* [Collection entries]
Segment Open

//! Bluesky platform implementation
//!
//! Talks XRPC to the session's PDS: `com.atproto.repo.createRecord` for
//! posts, `com.atproto.repo.uploadBlob` for images, and
//! `com.atproto.identity.resolveHandle` for mention facets. Replies carry
//! the strong (uri, cid) pair of both the thread root and the parent.

use std::time::Duration;

use async_trait::async_trait;
use chrono::{SecondsFormat, Utc};
use reqwest::StatusCode;
use secrecy::{ExposeSecret, SecretString};
use serde::{Deserialize, Serialize};
use tracing::debug;

use crate::error::{PlatformError, Result};
use crate::facets::{extract_facets, Facet, HandleResolver};
use crate::platforms::Platform;
use crate::types::{ImageAttachment, PlatformKind, PostRef, ReplyRefs};

const CHARACTER_LIMIT: usize = 300;
const INTER_CHUNK_DELAY: Duration = Duration::from_secs(1);
const POST_COLLECTION: &str = "app.bsky.feed.post";

/// Map a Bluesky XRPC error response to a PlatformError.
fn map_bluesky_error(status: StatusCode, body: &str, context: &str) -> PlatformError {
    match status.as_u16() {
        401 | 403 => PlatformError::Authentication(format!(
            "Bluesky authentication failed during {}: {} {}. Please check your session and re-authenticate.",
            context, status, body
        )),
        400 => PlatformError::Validation(format!(
            "Bluesky rejected the request during {}: {}. Check content format and length.",
            context, body
        )),
        429 => PlatformError::RateLimit(format!(
            "Bluesky rate limit exceeded during {}: {}. Please wait before trying again.",
            context, body
        )),
        _ => PlatformError::Posting(format!(
            "Bluesky operation failed during {}: {} {}",
            context, status, body
        )),
    }
}

/// Map a transport-level failure to a PlatformError.
fn transport_error(error: reqwest::Error, context: &str) -> PlatformError {
    if error.is_timeout() || error.is_connect() {
        PlatformError::Network(format!(
            "Network error while connecting to Bluesky PDS during {}: {}. Check your internet connection and PDS availability.",
            context, error
        ))
    } else {
        PlatformError::Posting(format!(
            "Bluesky request failed during {}: {}",
            context, error
        ))
    }
}

// ============================================================================
// Wire types
// ============================================================================

#[derive(Debug, Serialize)]
struct CreateRecordRequest {
    repo: String,
    collection: &'static str,
    record: PostRecord,
}

#[derive(Debug, Serialize)]
struct PostRecord {
    #[serde(rename = "$type")]
    record_type: &'static str,
    text: String,
    #[serde(rename = "createdAt")]
    created_at: String,
    #[serde(skip_serializing_if = "Vec::is_empty")]
    facets: Vec<Facet>,
    #[serde(skip_serializing_if = "Option::is_none")]
    reply: Option<WireReplyRefs>,
    #[serde(skip_serializing_if = "Option::is_none")]
    embed: Option<ImageEmbed>,
}

#[derive(Debug, Serialize)]
struct WireReplyRefs {
    root: WireRef,
    parent: WireRef,
}

#[derive(Debug, Serialize)]
struct WireRef {
    uri: String,
    cid: String,
}

#[derive(Debug, Serialize)]
struct ImageEmbed {
    #[serde(rename = "$type")]
    embed_type: &'static str,
    images: Vec<EmbeddedImage>,
}

#[derive(Debug, Serialize)]
struct EmbeddedImage {
    image: serde_json::Value,
    alt: String,
}

#[derive(Debug, Deserialize)]
struct CreateRecordResponse {
    uri: String,
    cid: String,
}

#[derive(Debug, Deserialize)]
struct UploadBlobResponse {
    blob: serde_json::Value,
}

#[derive(Debug, Deserialize)]
struct ResolveHandleResponse {
    did: String,
}

/// Bluesky replies need the strong ref of root and parent; a plain id means
/// the caller mixed up platforms.
fn wire_ref(post: &PostRef) -> Result<WireRef> {
    match post {
        PostRef::UriCid { uri, cid } => Ok(WireRef {
            uri: uri.clone(),
            cid: cid.clone(),
        }),
        PostRef::Generic { .. } => {
            Err(PlatformError::Posting("Reply reference is missing its cid".to_string()).into())
        }
    }
}

fn wire_reply(reply: Option<&ReplyRefs>) -> Result<Option<WireReplyRefs>> {
    match reply {
        None => Ok(None),
        Some(refs) => Ok(Some(WireReplyRefs {
            root: wire_ref(&refs.root)?,
            parent: wire_ref(&refs.parent)?,
        })),
    }
}

/// Split an AT URI like `at://did:plc:abc/app.bsky.feed.post/rkey` into
/// its authority and record key.
fn parse_at_uri(uri: &str) -> Option<(&str, &str)> {
    let rest = uri.strip_prefix("at://")?;
    let mut parts = rest.splitn(3, '/');
    let authority = parts.next()?;
    let _collection = parts.next()?;
    let rkey = parts.next()?;
    if authority.is_empty() || rkey.is_empty() {
        return None;
    }
    Some((authority, rkey))
}

// ============================================================================
// Client
// ============================================================================

/// An authenticated Bluesky session, as returned by
/// `com.atproto.server.createSession`.
#[derive(Debug)]
pub struct BlueskySession {
    pub did: String,
    pub handle: String,
    pub access_jwt: SecretString,
    pub service: String,
}

#[derive(Debug)]
pub struct BlueskyClient {
    http: reqwest::Client,
    session: BlueskySession,
}

impl BlueskyClient {
    pub fn new(session: BlueskySession) -> Self {
        Self {
            http: reqwest::Client::new(),
            session,
        }
    }

    fn jwt(&self) -> &str {
        self.session.access_jwt.expose_secret()
    }

    fn xrpc_url(&self, method: &str) -> String {
        format!("{}/xrpc/{}", self.session.service, method)
    }

    async fn upload_blob(&self, attachment: &ImageAttachment) -> Result<serde_json::Value> {
        debug!(
            bytes = attachment.bytes.len(),
            mime = %attachment.mime_type,
            "uploading blob to Bluesky"
        );

        let response = self
            .http
            .post(self.xrpc_url("com.atproto.repo.uploadBlob"))
            .header(reqwest::header::CONTENT_TYPE, attachment.mime_type.as_str())
            .bearer_auth(self.jwt())
            .body(attachment.bytes.clone())
            .send()
            .await
            .map_err(|e| transport_error(e, "blob upload"))?;

        let status = response.status();
        if !status.is_success() {
            let body = response.text().await.unwrap_or_default();
            return Err(map_bluesky_error(status, &body, "blob upload").into());
        }

        let parsed: UploadBlobResponse = response.json().await.map_err(|e| {
            PlatformError::Posting(format!("Unexpected Bluesky blob upload response: {}", e))
        })?;
        Ok(parsed.blob)
    }

    async fn build_embed(&self, attachments: &[ImageAttachment]) -> Result<Option<ImageEmbed>> {
        if attachments.is_empty() {
            return Ok(None);
        }

        let mut images = Vec::new();
        for attachment in attachments {
            let blob = self.upload_blob(attachment).await?;
            images.push(EmbeddedImage {
                image: blob,
                alt: attachment.alt_text.clone().unwrap_or_default(),
            });
        }
        Ok(Some(ImageEmbed {
            embed_type: "app.bsky.embed.images",
            images,
        }))
    }
}

#[async_trait]
impl HandleResolver for BlueskyClient {
    async fn resolve_handle(&self, handle: &str) -> Result<String> {
        let response = self
            .http
            .get(self.xrpc_url("com.atproto.identity.resolveHandle"))
            .query(&[("handle", handle)])
            .send()
            .await
            .map_err(|e| transport_error(e, "handle resolution"))?;

        let status = response.status();
        if !status.is_success() {
            let body = response.text().await.unwrap_or_default();
            return Err(map_bluesky_error(status, &body, "handle resolution").into());
        }

        let parsed: ResolveHandleResponse = response.json().await.map_err(|e| {
            PlatformError::Posting(format!("Unexpected resolveHandle response: {}", e))
        })?;
        Ok(parsed.did)
    }
}

#[async_trait]
impl Platform for BlueskyClient {
    fn kind(&self) -> PlatformKind {
        PlatformKind::Bluesky
    }

    fn character_limit(&self) -> usize {
        CHARACTER_LIMIT
    }

    fn inter_chunk_delay(&self) -> Duration {
        INTER_CHUNK_DELAY
    }

    fn validate_content(&self, text: &str) -> Result<()> {
        if text.is_empty() {
            return Err(PlatformError::Validation("Content cannot be empty".to_string()).into());
        }

        let chars = text.chars().count();
        if chars > CHARACTER_LIMIT {
            return Err(PlatformError::Validation(format!(
                "Content exceeds Bluesky's {} character limit (current: {} characters)",
                CHARACTER_LIMIT, chars
            ))
            .into());
        }

        Ok(())
    }

    async fn publish_chunk(
        &self,
        text: &str,
        reply: Option<&ReplyRefs>,
        attachments: &[ImageAttachment],
    ) -> Result<PostRef> {
        let facets = extract_facets(text, self).await;
        let embed = self.build_embed(attachments).await?;

        let request = CreateRecordRequest {
            repo: self.session.did.clone(),
            collection: POST_COLLECTION,
            record: PostRecord {
                record_type: POST_COLLECTION,
                text: text.to_string(),
                created_at: Utc::now().to_rfc3339_opts(SecondsFormat::Millis, true),
                facets,
                reply: wire_reply(reply)?,
                embed,
            },
        };

        debug!(
            chars = text.chars().count(),
            facets = request.record.facets.len(),
            in_reply = request.record.reply.is_some(),
            "posting to Bluesky"
        );

        let response = self
            .http
            .post(self.xrpc_url("com.atproto.repo.createRecord"))
            .bearer_auth(self.jwt())
            .json(&request)
            .send()
            .await
            .map_err(|e| transport_error(e, "posting"))?;

        let status = response.status();
        if !status.is_success() {
            let body = response.text().await.unwrap_or_default();
            return Err(map_bluesky_error(status, &body, "posting").into());
        }

        let parsed: CreateRecordResponse = response
            .json()
            .await
            .map_err(|e| PlatformError::Posting(format!("Unexpected Bluesky response: {}", e)))?;
        debug!(uri = %parsed.uri, "posted to Bluesky");

        Ok(PostRef::UriCid {
            uri: parsed.uri,
            cid: parsed.cid,
        })
    }

    fn post_url(&self, post: &PostRef) -> Option<String> {
        match post {
            PostRef::UriCid { uri, .. } => {
                let (authority, rkey) = parse_at_uri(uri)?;
                Some(format!("https://bsky.app/profile/{}/post/{}", authority, rkey))
            }
            PostRef::Generic { .. } => None,
        }
    }
}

Segment Closed

Copy the lines of the entries above that mention "root".

//! the strong (uri, cid) pair of both the thread root and the parent.
    root: WireRef,
/// Bluesky replies need the strong ref of root and parent; a plain id means
            root: wire_ref(&refs.root)?,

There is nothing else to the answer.